[EXERCISE DETAILS]
Report how many lines below contain the word "rootfs", and give only that number.
Top of THE DATA
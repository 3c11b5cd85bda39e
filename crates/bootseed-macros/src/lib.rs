use proc_macro::TokenStream;

use quote::quote;
use syn::parse_quote;
use syn::{
    Attribute, Expr, ExprArray, ExprLit, ExprPath, ItemStruct, Lit, Meta, MetaNameValue, Token,
    parse::Parser, spanned::Spanned,
};

/// Turns a step config struct into a plannable task.
///
/// Generates `ID`/`MODULE`/`PHASE`/`CONFIG_PATH` constants plus `plan` and
/// `exec`; the struct supplies `fn run(&self, doc, ctx) -> Result<()>`.
#[proc_macro_attribute]
#[allow(non_snake_case)]
pub fn Task(attr: TokenStream, item: TokenStream) -> TokenStream {
    match task_impl(attr, item) {
        Ok(ts) => ts,
        Err(e) => e.to_compile_error().into(),
    }
}

/// Implements `Module` and `ModuleExec` for a module over its task list.
#[proc_macro_attribute]
#[allow(non_snake_case)]
pub fn Module(attr: TokenStream, item: TokenStream) -> TokenStream {
    match module_impl(attr, item) {
        Ok(ts) => ts,
        Err(e) => e.to_compile_error().into(),
    }
}

fn lit_str(expr: &Expr) -> syn::Result<String> {
    match expr {
        Expr::Lit(ExprLit {
            lit: Lit::Str(s), ..
        }) => Ok(s.value()),
        _ => Err(syn::Error::new(expr.span(), "expected string literal")),
    }
}

fn lit_bool(expr: &Expr) -> syn::Result<bool> {
    match expr {
        Expr::Lit(ExprLit {
            lit: Lit::Bool(b), ..
        }) => Ok(b.value),
        _ => Err(syn::Error::new(expr.span(), "expected bool literal")),
    }
}

fn array_elems(expr: &Expr) -> syn::Result<impl Iterator<Item = &Expr>> {
    let Expr::Array(ExprArray { elems, .. }) = expr else {
        return Err(syn::Error::new(expr.span(), "expected array literal"));
    };
    Ok(elems.iter())
}

fn array_strings(expr: &Expr) -> syn::Result<Vec<String>> {
    array_elems(expr)?.map(lit_str).collect()
}

fn array_paths(expr: &Expr) -> syn::Result<Vec<syn::Path>> {
    array_elems(expr)?
        .map(|e| match e {
            Expr::Path(ExprPath { path, .. }) => Ok(path.clone()),
            _ => Err(syn::Error::new(e.span(), "expected path (identifier)")),
        })
        .collect()
}

fn expr_type(expr: &Expr) -> syn::Result<syn::Type> {
    match expr {
        Expr::Path(ExprPath { path, .. }) => Ok(syn::Type::Path(syn::TypePath {
            qself: None,
            path: path.clone(),
        })),
        Expr::Lit(ExprLit {
            lit: Lit::Str(s), ..
        }) => syn::parse_str::<syn::Type>(&s.value()).map_err(|e| syn::Error::new(expr.span(), e)),
        _ => Err(syn::Error::new(expr.span(), "expected type (path) or string")),
    }
}

fn strip_own_attrs(attrs: &[Attribute]) -> Vec<Attribute> {
    attrs
        .iter()
        .filter(|a| {
            !a.path()
                .get_ident()
                .is_some_and(|ident| ident == "Task" || ident == "Module")
        })
        .cloned()
        .collect()
}

// `key = value` pairs of an attribute, keys as strings.
fn parse_pairs(attr: TokenStream) -> syn::Result<Vec<(String, MetaNameValue)>> {
    let parser = syn::punctuated::Punctuated::<Meta, Token![,]>::parse_terminated;
    let mut out = Vec::new();
    for m in parser.parse(attr)? {
        let Meta::NameValue(nv) = m else {
            return Err(syn::Error::new(m.span(), "expected key = value"));
        };
        let Some(key) = nv.path.get_ident().map(|i| i.to_string()) else {
            return Err(syn::Error::new(nv.path.span(), "expected ident key"));
        };
        out.push((key, nv));
    }
    Ok(out)
}

// `phase = "fetch"` names a `planner::Phase` variant.
fn phase_variant(phase: &str, span_of: &syn::Ident) -> syn::Result<syn::Ident> {
    let variant = match phase {
        "init" => "Init",
        "fetch" => "Fetch",
        "bootstrap" => "Bootstrap",
        other => {
            return Err(syn::Error::new(
                span_of.span(),
                format!("Task: unknown phase '{other}' (expected init, fetch or bootstrap)"),
            ));
        }
    };
    Ok(syn::Ident::new(variant, proc_macro2::Span::call_site()))
}

#[derive(Default)]
struct TaskMeta {
    id: Option<String>,
    module: Option<String>,
    phase: Option<String>,
    config_ty: Option<syn::Type>,
    config_path: Option<String>,
    after: Vec<String>,
    default_label: Option<String>,
    core: bool,
}

fn task_impl(attr: TokenStream, item: TokenStream) -> syn::Result<TokenStream> {
    let mut st: ItemStruct = syn::parse(item)?;
    st.attrs = strip_own_attrs(&st.attrs);
    let struct_ident = st.ident.clone();
    let missing = |what: &str| syn::Error::new(struct_ident.span(), format!("Task: missing {what}"));

    let mut meta = TaskMeta::default();
    for (key, nv) in parse_pairs(attr)? {
        let v = &nv.value;
        match key.as_str() {
            "id" => meta.id = Some(lit_str(v)?),
            "module" => meta.module = Some(lit_str(v)?),
            "phase" => meta.phase = Some(lit_str(v)?),
            "config" => meta.config_ty = Some(expr_type(v)?),
            "config_path" => meta.config_path = Some(lit_str(v)?),
            "after" => meta.after = array_strings(v)?,
            "default_label" => meta.default_label = Some(lit_str(v)?),
            "core" => meta.core = lit_bool(v)?,
            other => {
                return Err(syn::Error::new(
                    nv.path.span(),
                    format!("unknown Task attribute key '{other}'"),
                ));
            }
        }
    }

    let id = meta.id.ok_or_else(|| missing("id"))?;
    let module = meta.module.ok_or_else(|| missing("module"))?;
    let phase = phase_variant(&meta.phase.ok_or_else(|| missing("phase"))?, &struct_ident)?;
    let default_label = meta.default_label.ok_or_else(|| missing("default_label"))?;
    let config_ty = meta.config_ty.unwrap_or_else(|| parse_quote!(#struct_ident));

    // Default config location: <module>.steps.<last id segment>.
    let config_path = match meta.config_path {
        Some(p) => p,
        None => {
            let Some(step) = id.strip_prefix(&format!("{module}.")) else {
                return Err(syn::Error::new(
                    struct_ident.span(),
                    "Task: config_path omitted but id does not start with '<module>.'",
                ));
            };
            let step = step.rsplit('.').next().unwrap_or(step);
            format!("{module}.steps.{step}")
        }
    };

    let after = meta.after;
    let core = meta.core;

    let enabled_check = if core {
        quote! {
            if !cfg.enabled {
                return Err(crate::Error::new(
                    crate::ErrorKind::Config,
                    format!("[{}].enabled=false is not allowed (core step)", #config_path),
                ));
            }
        }
    } else {
        quote! {
            if !cfg.enabled {
                return Ok(());
            }
        }
    };

    let expanded = quote! {
        #st

        impl #struct_ident {
            pub const ID: &'static str = #id;
            pub const MODULE: &'static str = #module;
            pub const PHASE: crate::planner::Phase = crate::planner::Phase::#phase;
            pub const CONFIG_PATH: &'static str = #config_path;
            pub const CORE: bool = #core;

            fn step_config(doc: &crate::config::ConfigDoc) -> crate::Result<#config_ty> {
                Ok(doc
                    .deserialize_path::<#config_ty>(#config_path)?
                    .unwrap_or_default())
            }

            pub fn plan(doc: &crate::config::ConfigDoc, plan: &mut crate::planner::Plan) -> crate::Result<()> {
                let cfg = Self::step_config(doc)?;
                #enabled_check

                let label = cfg
                    .label
                    .clone()
                    .unwrap_or_else(|| #default_label.to_string());
                plan.add(crate::planner::Task {
                    id: #id.to_string(),
                    label,
                    module: #module.to_string(),
                    phase: Self::PHASE,
                    after: vec![#(#after.to_string()),*],
                })
            }

            pub fn exec(doc: &crate::config::ConfigDoc, ctx: &mut crate::executor::ExecCtx) -> crate::Result<()> {
                let cfg = Self::step_config(doc)?;
                #enabled_check

                ctx.set_task(#id);
                if ctx.dry_run {
                    ctx.log(&format!("DRY-RUN: exec {}", #id));
                    return Ok(());
                }
                cfg.run(doc, ctx)
            }
        }
    };

    Ok(expanded.into())
}

fn module_impl(attr: TokenStream, item: TokenStream) -> syn::Result<TokenStream> {
    let mut st: ItemStruct = syn::parse(item)?;
    st.attrs = strip_own_attrs(&st.attrs);
    let struct_ident = st.ident.clone();
    let missing =
        |what: &str| syn::Error::new(struct_ident.span(), format!("Module: missing {what}"));

    let mut id: Option<String> = None;
    let mut config_ty: Option<syn::Type> = None;
    let mut config_path: Option<String> = None;
    let mut tasks: Option<Vec<syn::Path>> = None;
    for (key, nv) in parse_pairs(attr)? {
        let v = &nv.value;
        match key.as_str() {
            "id" => id = Some(lit_str(v)?),
            "config" => config_ty = Some(expr_type(v)?),
            "config_path" => config_path = Some(lit_str(v)?),
            "tasks" => tasks = Some(array_paths(v)?),
            other => {
                return Err(syn::Error::new(
                    nv.path.span(),
                    format!("unknown Module attribute key '{other}'"),
                ));
            }
        }
    }

    let id = id.ok_or_else(|| missing("id"))?;
    let config_ty = config_ty.ok_or_else(|| missing("config"))?;
    let config_path = config_path.unwrap_or_else(|| id.clone());
    let tasks = tasks.ok_or_else(|| missing("tasks"))?;

    let plan_tasks = tasks.iter().map(|p| quote! { #p::plan(doc, plan)?; });
    let reg_tasks = tasks.iter().map(|p| quote! { reg.add(#p::ID, #p::exec)?; });

    let expanded = quote! {
        #st

        impl crate::modules::Module for #struct_ident {
            fn id(&self) -> &'static str {
                #id
            }

            fn detect(&self, doc: &crate::config::ConfigDoc) -> bool {
                doc.has_table_path(#config_path)
            }

            fn plan(&self, doc: &crate::config::ConfigDoc, plan: &mut crate::planner::Plan) -> crate::Result<()> {
                let cfg: #config_ty = doc
                    .deserialize_path::<#config_ty>(#config_path)?
                    .unwrap_or_default();
                if !cfg.enabled {
                    return Ok(());
                }
                cfg.validate(doc)?;

                #(#plan_tasks)*
                Ok(())
            }
        }

        impl crate::executor::ModuleExec for #struct_ident {
            fn register_tasks(reg: &mut crate::executor::TaskRegistry) -> crate::Result<()> {
                #(#reg_tasks)*
                Ok(())
            }
        }
    };

    Ok(expanded.into())
}
use std::path::{Path, PathBuf};

use crate::acquire::{AcquireOptions, acquire};
use crate::bootloader::{self, bootvars};
use crate::error::{Error, ErrorKind, Result};
use crate::kernel;
use crate::model::{Model, decode_model};
use crate::package::{PackageFile, PackageInfo};
use crate::rootfs::{self, TargetDirs};
use crate::seed::Seed;
use crate::store::SourceFactory;

/// Inputs of one image preparation.
#[derive(Debug, Clone, Default)]
pub struct Options {
    /// Extra packages fetched before the model's own.
    pub packages: Vec<String>,
    /// Target root; empty means `/`.
    pub root_dir: PathBuf,
    pub channel: String,
    pub model_file: PathBuf,
    pub gadget_unpack_dir: PathBuf,
    pub local_dir: Option<PathBuf>,
}

impl Options {
    pub fn target_dirs(&self) -> TargetDirs {
        if self.root_dir.as_os_str().is_empty() {
            TargetDirs::new("/")
        } else {
            TargetDirs::new(&self.root_dir)
        }
    }

    fn acquire_options(&self, model: &Model, target_dir: &Path) -> AcquireOptions {
        AcquireOptions {
            target_dir: target_dir.to_path_buf(),
            channel: self.channel.clone(),
            store_id: model.store().to_string(),
            architecture: model.architecture().to_string(),
            local_dir: self.local_dir.clone(),
        }
    }
}

/// Kernel and OS packages copied into the blob store, keyed by blob path.
#[derive(Debug, Clone, Default)]
pub struct BootBlobs {
    pub kernel: Option<(PathBuf, PackageInfo)>,
    pub core: Option<(PathBuf, PackageInfo)>,
}

pub fn prepare(opts: &Options, factory: &dyn SourceFactory) -> Result<()> {
    download_unpack_gadget(opts, factory)?;
    bootstrap_to_root_dir(opts, factory).map(|_| ())
}

pub fn download_unpack_gadget(opts: &Options, factory: &dyn SourceFactory) -> Result<PathBuf> {
    let model = decode_model(&opts.model_file)?;
    let dir = &opts.gadget_unpack_dir;
    rootfs::ensure_dir(dir)
        .map_err(|e| e.context(format!("cannot create gadget unpack dir {}", dir.display())))?;

    tracing::info!(package = model.gadget(), "fetching gadget");
    let (path, info) = acquire(model.gadget(), &opts.acquire_options(&model, dir), factory)?;
    let files = PackageFile::open(&path)?.unpack("*", dir)?;
    tracing::info!(package = %info.name, dir = %dir.display(), files, "unpacked gadget");
    Ok(path)
}

pub fn bootstrap_to_root_dir(opts: &Options, factory: &dyn SourceFactory) -> Result<Seed> {
    let dirs = opts.target_dirs();
    let state = dirs.state_file();
    if state.exists() {
        return Err(Error::new(
            ErrorKind::AlreadyBootstrapped,
            format!("cannot bootstrap over existing system ({})", state.display()),
        ));
    }

    let model = decode_model(&opts.model_file)?;
    tracing::info!(
        brand = model.brand_id(),
        model = model.model(),
        series = model.series(),
        architecture = model.architecture(),
        "bootstrapping"
    );

    let blob_dir = dirs.blob_dir();
    let seed_packages = dirs.seed_packages_dir();
    for d in [&blob_dir, &seed_packages] {
        rootfs::ensure_dir(d)?;
    }

    let mut names: Vec<String> = opts.packages.clone();
    names.push(model.gadget().to_string());
    names.push(model.core().to_string());
    names.push(model.kernel().to_string());
    names.extend(model.required_packages().iter().cloned());

    let acq = opts.acquire_options(&model, &seed_packages);
    let mut seed = Seed::default();
    let mut blobs = BootBlobs::default();
    for name in &names {
        tracing::info!(package = %name, "fetching");
        let (path, info) = acquire(name, &acq, factory)?;

        let is_kernel = is_model_package(name, &info, model.kernel());
        let is_core = is_model_package(name, &info, model.core());
        if is_kernel || is_core {
            let blob = copy_to_blob_dir(&path, &blob_dir)?;
            let entry = Some((blob, info.clone()));
            if is_kernel {
                blobs.kernel = entry;
            } else {
                blobs.core = entry;
            }
        }
        seed.push(&info, &path);
    }

    seed.write(&dirs.seed_file())
        .map_err(|e| e.context("cannot write seed"))?;

    bootloader::install_boot_config(&opts.gadget_unpack_dir, &dirs)?;
    set_boot_vars(&dirs, &blobs)?;

    tracing::info!(root = %dirs.root().display(), packages = seed.len(), "bootstrap complete");
    Ok(seed)
}

pub fn set_boot_vars(dirs: &TargetDirs, blobs: &BootBlobs) -> Result<()> {
    let bl = bootloader::find_bootloader(dirs)
        .map_err(|e| e.context("cannot set kernel/core boot variables"))?;

    let (Some((kernel_blob, kernel_info)), Some((core_blob, _))) = (&blobs.kernel, &blobs.core)
    else {
        return Err(Error::msg("internal error: cannot find core/kernel package"));
    };

    kernel::extract_kernel_assets(kernel_blob, kernel_info, bl.as_ref())?;
    bootvars::set_initial(bl.as_ref(), &file_name(kernel_blob), &file_name(core_blob))
}

// Requested names may be local paths, so also match on the package's own name.
fn is_model_package(requested: &str, info: &PackageInfo, wanted: &str) -> bool {
    requested == wanted || info.name == wanted
}

fn copy_to_blob_dir(src: &Path, blob_dir: &Path) -> Result<PathBuf> {
    let dst = blob_dir.join(file_name(src));
    rootfs::atomic_copy(src, &dst, 0o644).map_err(|e| {
        Error::new(
            ErrorKind::Copy,
            format!("cannot copy {} to blob store: {e}", src.display()),
        )
    })?;
    Ok(dst)
}

fn file_name(p: &Path) -> String {
    p.file_name()
        .map(|n| n.to_string_lossy().into_owned())
        .unwrap_or_default()
}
Bottom of THE DATA
[PROBLEM SOLUTION]
4